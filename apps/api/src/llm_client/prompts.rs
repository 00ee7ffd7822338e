// Fixed prompt fragments. Domain request prompts are NOT here: they are
// configuration, fetched from the prompt store per invocation.

/// Root stage of course generation.
pub const COURSE_OUTLINE_PROMPT: &str = "Generate an interesting course about {course_name}, \
    return in valid json format {name,category,overview,level(beginner/intermediate/advanced),\
    chapters[{title,subtitle}],additionalResources[string],tags[string]}";

pub const COURSE_CONTEXT: &str = "Course name:{course_name} Course overview:{course_overview}";

pub const CHAPTER_PROMPT: &str = "Generate interesting content for chapter with title {title} \
    and subtitle {subtitle}, return in valid json format \
    {title,subtitle,overview,topics[{title,subtitle}],tasks[string]}";

pub const CHAPTER_CONTEXT: &str = "Course name:{course_name} Course overview:{course_overview} \
    chapter title:{chapter_title} chapter sub title:{chapter_subtitle} \
    chapter overview:{chapter_overview}";

pub const TOPIC_PROMPT: &str = "Generate interesting content for topic with title {title} \
    and subtitle {subtitle}, return in valid json format \
    {title,subtitle,overview,points[{title,desc,content(string)}]}";

/// Appended to a recipe description to form its image prompt.
pub const PHOTOGRAPH_STYLE_SUFFIX: &str = ". Photograph style";

/// Placeholder substituted with the item name in image prompt templates.
pub const NAME_PLACEHOLDER: &str = "{name}";
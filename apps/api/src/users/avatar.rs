//! Avatar generation from the `avatar` traits on a user's document.

use serde_json::{Map, Value};
use tracing::info;
use uuid::Uuid;

use crate::documents::DocumentStore;
use crate::errors::AppError;
use crate::generation::images::ImageGenerator;
use crate::users::USERS_COLLECTION;

pub const AVATAR_ASSET_NAME: &str = "avatar";

const AVATAR_BASE_PROMPT: &str = "Generate an avatar for a person. Shoulders and up with \
    background color #eefaf6 and nothing in the background.";

/// Trait field, then the text placed before and after its value.
const AVATAR_TRAITS: &[(&str, &str, &str)] = &[
    ("name", "The person's name is ", "."),
    ("gender", "The person is ", "."),
    ("ageRange", "They belong to the ", " age group."),
    ("ethnicity", "Ethnicity is ", "."),
    ("hairColor", "They have ", " hair."),
    ("eyeColor", "Their eye color is ", "."),
    ("clothingStyle", "Their clothing style is described as ", "."),
    ("accessories", "They are wearing ", "."),
    ("otherInfo", "Additional features: ", "."),
];

/// Base prompt plus one sentence per non-empty trait, in a fixed order.
pub fn avatar_prompt(user: &Value) -> String {
    let traits = user.get("avatar").unwrap_or(&Value::Null);
    let mut prompt = AVATAR_BASE_PROMPT.to_string();
    for (field, before, after) in AVATAR_TRAITS {
        let value = traits
            .get(*field)
            .and_then(Value::as_str)
            .map(str::trim)
            .filter(|value| !value.is_empty());
        if let Some(value) = value {
            prompt.push(' ');
            prompt.push_str(before);
            prompt.push_str(value);
            prompt.push_str(after);
        }
    }
    prompt
}

/// Generates the avatar, stores it under the user's key prefix and records
/// its URL on the user's document.
pub async fn generate_avatar(
    documents: &dyn DocumentStore,
    images: &ImageGenerator,
    user_id: Uuid,
) -> Result<String, AppError> {
    let user = documents
        .get(USERS_COLLECTION, user_id)
        .await?
        .ok_or_else(|| AppError::NotFound("User not found".to_string()))?;

    let prompt = avatar_prompt(&user.data);
    info!("Generating avatar for user {user_id}");
    let url = images
        .generate_and_store(&prompt, AVATAR_ASSET_NAME, Some(&user_id.to_string()))
        .await?;

    let mut fields = Map::new();
    fields.insert("avatarUrl".into(), Value::String(url.clone()));
    documents.set_merge(USERS_COLLECTION, user_id, fields).await?;
    Ok(url)
}

#[cfg(test)]
mod tests {
    use super::*;
    use std::sync::atomic::Ordering;
    use std::sync::Arc;

    use crate::test_support::{FixedImageService, MemoryDocumentStore, MemoryObjectStore};
    use serde_json::json;

    #[test]
    fn test_prompt_lists_only_present_traits() {
        let user = json!({
            "avatar": {
                "gender": "female",
                "ageRange": "30-40",
                "hairColor": "  ",
                "accessories": "round glasses",
                "eyeColor": null
            }
        });
        assert_eq!(
            avatar_prompt(&user),
            "Generate an avatar for a person. Shoulders and up with background color #eefaf6 \
             and nothing in the background. The person is female. They belong to the 30-40 \
             age group. They are wearing round glasses."
        );
    }

    #[test]
    fn test_prompt_without_traits_is_the_base() {
        assert_eq!(avatar_prompt(&json!({})), AVATAR_BASE_PROMPT);
    }

    #[tokio::test]
    async fn test_avatar_is_stored_under_the_user_and_linked() {
        let store = MemoryDocumentStore::default();
        let user = store.insert("users", json!({ "avatar": { "name": "Ada" } }));
        let objects = Arc::new(MemoryObjectStore::default());
        let images = ImageGenerator::new(
            Arc::new(FixedImageService::new("https://gen/avatar.png")),
            objects.clone(),
            "dall-e-3",
        );

        let url = generate_avatar(&store, &images, user).await.unwrap();

        let keys = objects.keys();
        assert_eq!(keys.len(), 1);
        assert!(keys[0].starts_with(&format!("{user}/avatar_")), "{}", keys[0]);
        let stored = store.stored("users", user).unwrap();
        assert_eq!(stored["avatarUrl"], url);
        assert_eq!(stored["avatar"]["name"], "Ada");
    }

    #[tokio::test]
    async fn test_unknown_user_generates_nothing() {
        let store = MemoryDocumentStore::default();
        let service = FixedImageService::new("https://gen/avatar.png");
        let calls = service.calls();
        let images = ImageGenerator::new(
            Arc::new(service),
            Arc::new(MemoryObjectStore::default()),
            "dall-e-3",
        );

        let err = generate_avatar(&store, &images, Uuid::new_v4()).await.unwrap_err();
        assert!(matches!(err, AppError::NotFound(_)));
        assert_eq!(calls.load(Ordering::SeqCst), 0);
    }

    #[tokio::test]
    async fn test_image_failure_leaves_the_user_untouched() {
        let store = MemoryDocumentStore::default();
        let user = store.insert("users", json!({ "email": "ada@example.com" }));
        let images = ImageGenerator::new(
            Arc::new(FixedImageService::failing()),
            Arc::new(MemoryObjectStore::default()),
            "dall-e-3",
        );

        let err = generate_avatar(&store, &images, user).await.unwrap_err();
        assert!(matches!(err, AppError::Image(_)));
        assert!(store.stored("users", user).unwrap().get("avatarUrl").is_none());
    }
}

[WORK ORDER]
For each line above that contains the word "calls", give the line as it is written.

[RESPONSE TO THIS TASK]
        let calls = service.calls();
        assert_eq!(calls.load(Ordering::SeqCst), 0);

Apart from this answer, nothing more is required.